Magnus was beating Lawrence Trent in blitz giving rook odds. It might've been bullet. They're about 400 to 450 points apart.

sloweyra

honestly i don't understand why people are wasting time discussing this. why not just simply contact Magnus either by email or calling him and then ask Magnus to play a game with queen odds.

then you can just answer your question about how strong you will be.  magnus is probably nice if you are one of his fans

ConfusedGhoul

#78 he would never accept... and if I would get to play Magnus I'd want it to be a fair game because I prioritize my experience and my chess f

ConfusedGhoul

and my chess growth more than proving a bunch of bored people wrong. If I'd win it wouldn't be nothing while not winning and not quitting chess is entirely out of the question

sloweyra

i noticed that in the 1970s, Fischer was the only player with a 2780 rating.  the next 9 highest rated players all had ratings in the 2600s.

today Magnus has a 2800 rating and everyone below him has a rating in the upper 2700s

is this a conspiracy ?

that means people rated 1200 in the 1970s should be rated 1400 today

xor_eax_eax05

 Not necessarily, you can't guess the rating distribution based on the elo difference between the top players. 

 

And the lowest possible FIDE rating was 1700 until a few years ago, when they changed it to 1000. Not sure if in the 70s there was such thing as a 1200 FIDE elo.

llama36
xor_eax_eax05 wrote:

 Not necessarily, you can't guess the rating distribution based on the elo difference between the top players. 

Yeah, extrapolating from the extreme outliers would be silly.

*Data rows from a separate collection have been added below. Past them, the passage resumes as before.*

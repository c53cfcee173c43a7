//! Column-driven entry conditions.
//!
//! The feature collaborator precomputes per-bar long/short conditions as
//! columns; this signal just reads them. Optional columns supply an intrabar
//! entry price (e.g. a breakout level) and an explicit stop.

use super::{BarContext, EntryDecision, EntryLevels, EntrySignal};
use crate::domain::Side;

#[derive(Debug, Clone, PartialEq)]
pub struct ConditionSignal {
    long_column: Option<String>,
    short_column: Option<String>,
    entry_price_columns: Option<(String, String)>,
    stop_columns: Option<(String, String)>,
}

impl ConditionSignal {
    pub fn new(long_column: Option<String>, short_column: Option<String>) -> Self {
        Self {
            long_column,
            short_column,
            entry_price_columns: None,
            stop_columns: None,
        }
    }

    /// Long-only: `long_column` drives entries, shorts never fire.
    pub fn long_only(long_column: impl Into<String>) -> Self {
        Self::new(Some(long_column.into()), None)
    }

    pub fn both(long_column: impl Into<String>, short_column: impl Into<String>) -> Self {
        Self::new(Some(long_column.into()), Some(short_column.into()))
    }

    /// Fill long entries at `long` and shorts at `short` instead of the close.
    pub fn with_entry_price_columns(
        mut self,
        long: impl Into<String>,
        short: impl Into<String>,
    ) -> Self {
        self.entry_price_columns = Some((long.into(), short.into()));
        self
    }

    /// Use explicit stop levels instead of the configured stop rule.
    pub fn with_stop_columns(mut self, long: impl Into<String>, short: impl Into<String>) -> Self {
        self.stop_columns = Some((long.into(), short.into()));
        self
    }

    fn is_set(&self, ctx: &BarContext<'_>, column: &Option<String>) -> bool {
        column
            .as_deref()
            .and_then(|c| ctx.flag(c))
            .unwrap_or(false)
    }
}

fn pick(side: Side, pair: &(String, String)) -> &str {
    match side {
        Side::Long => &pair.0,
        Side::Short => &pair.1,
    }
}

impl EntrySignal for ConditionSignal {
    fn name(&self) -> &str {
        "conditions"
    }

    fn required_columns(&self) -> Vec<String> {
        // Level columns may legitimately be NaN on bars where no entry fires.
        self.long_column
            .iter()
            .chain(self.short_column.iter())
            .cloned()
            .collect()
    }

    fn level_columns(&self) -> Vec<String> {
        self.entry_price_columns
            .iter()
            .chain(self.stop_columns.iter())
            .flat_map(|(long, short)| [long.clone(), short.clone()])
            .collect()
    }

    fn evaluate_entry(&self, ctx: &BarContext<'_>) -> EntryDecision {
        EntryDecision::from_conditions(
            self.is_set(ctx, &self.long_column),
            self.is_set(ctx, &self.short_column),
        )
    }

    fn entry_levels(&self, ctx: &BarContext<'_>, side: Side) -> EntryLevels {
        let read = |pair: &Option<(String, String)>| {
            pair.as_ref()
                .and_then(|p| ctx.numeric(pick(side, p)))
                .filter(|v| v.is_finite() && *v > 0.0)
        };
        EntryLevels {
            price: read(&self.entry_price_columns),
            stop: read(&self.stop_columns),
        }
    }
}

#[cfg(test)]
mod tests {
    use super::*;
    use crate::domain::{Bar, BarSeries};
    use chrono::{Duration, TimeZone, Utc};

    fn series() -> BarSeries {
        let t0 = Utc.with_ymd_and_hms(2024, 1, 1, 0, 0, 0).unwrap();
        let bars = (0..3)
            .map(|i| Bar::new(t0 + Duration::hours(i), 100.0, 101.0, 99.0, 100.0, 1.0))
            .collect();
        let mut s = BarSeries::new("BTCUSDT", "1h", bars).unwrap();
        s.insert_flag("go_long", vec![false, true, true]).unwrap();
        s.insert_flag("go_short", vec![true, false, true]).unwrap();
        s.insert_numeric("brk_hi", vec![f64::NAN, 100.5, 100.8]).unwrap();
        s.insert_numeric("brk_lo", vec![99.5, f64::NAN, 99.2]).unwrap();
        s
    }

    #[test]
    fn reads_condition_columns_with_long_priority() {
        let s = series();
        let sig = ConditionSignal::both("go_long", "go_short");
        assert_eq!(sig.evaluate_entry(&BarContext::new(&s, 0)), EntryDecision::Short);
        assert_eq!(sig.evaluate_entry(&BarContext::new(&s, 1)), EntryDecision::Long);
        assert_eq!(sig.evaluate_entry(&BarContext::new(&s, 2)), EntryDecision::Long);
    }

    #[test]
    fn long_only_ignores_short_column() {
        let s = series();
        let sig = ConditionSignal::long_only("go_long");
        assert_eq!(sig.evaluate_entry(&BarContext::new(&s, 0)), EntryDecision::None);
        assert_eq!(sig.required_columns(), vec!["go_long".to_string()]);
    }

    #[test]
    fn entry_price_columns_select_by_side() {
        let s = series();
        let sig = ConditionSignal::both("go_long", "go_short")
            .with_entry_price_columns("brk_hi", "brk_lo");
        let ctx = BarContext::new(&s, 1);
        assert_eq!(sig.entry_levels(&ctx, Side::Long).price, Some(100.5));
        // NaN level → no override, fill at close.
        assert_eq!(sig.entry_levels(&ctx, Side::Short).price, None);
        assert_eq!(sig.entry_levels(&ctx, Side::Long).stop, None);
    }

    #[test]
    fn level_columns_list_both_sides() {
        let sig = ConditionSignal::both("go_long", "go_short")
            .with_entry_price_columns("brk_hi", "brk_lo")
            .with_stop_columns("sl_long", "sl_short");
        assert_eq!(
            sig.level_columns(),
            vec!["brk_hi", "brk_lo", "sl_long", "sl_short"]
        );
        assert!(ConditionSignal::long_only("go_long").level_columns().is_empty());
    }
}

Also, it would make sense for modern players to be stronger since they start younger, have more training, and play more tournament games.

 

dude0812
TheNumberTwenty wrote:
Let's say 30 minute time controls, how good would you have to be to consistently beat Magnus with queens' odds ? my guess is probably 1700-1800. any lower and even with the extra time I think Magnus will find a way.

Hikaru Nakamura reached 2500 blitz in his Botez gambit speedrun. Playing against Carlsen with queen odds is more difficult than playing against stockfish, because stockfish often won't go for the more trickier variation because it doesn't know what we as humans consider tricky.

llama36
dude0812 wrote:
TheNumberTwenty wrote:
Let's say 30 minute time controls, how good would you have to be to consistently beat Magnus with queens' odds ? my guess is probably 1700-1800. any lower and even with the extra time I think Magnus will find a way.

Hikaru Nakamura reached 2500 blitz in his Botez gambit speedrun. Playing against Carlsen with queen odds is more difficult than playing against stockfish, because stockfish often won't go for the more trickier variation because it doesn't know what we as humans consider tricky.

His Botez Gambit isn't queen odds though.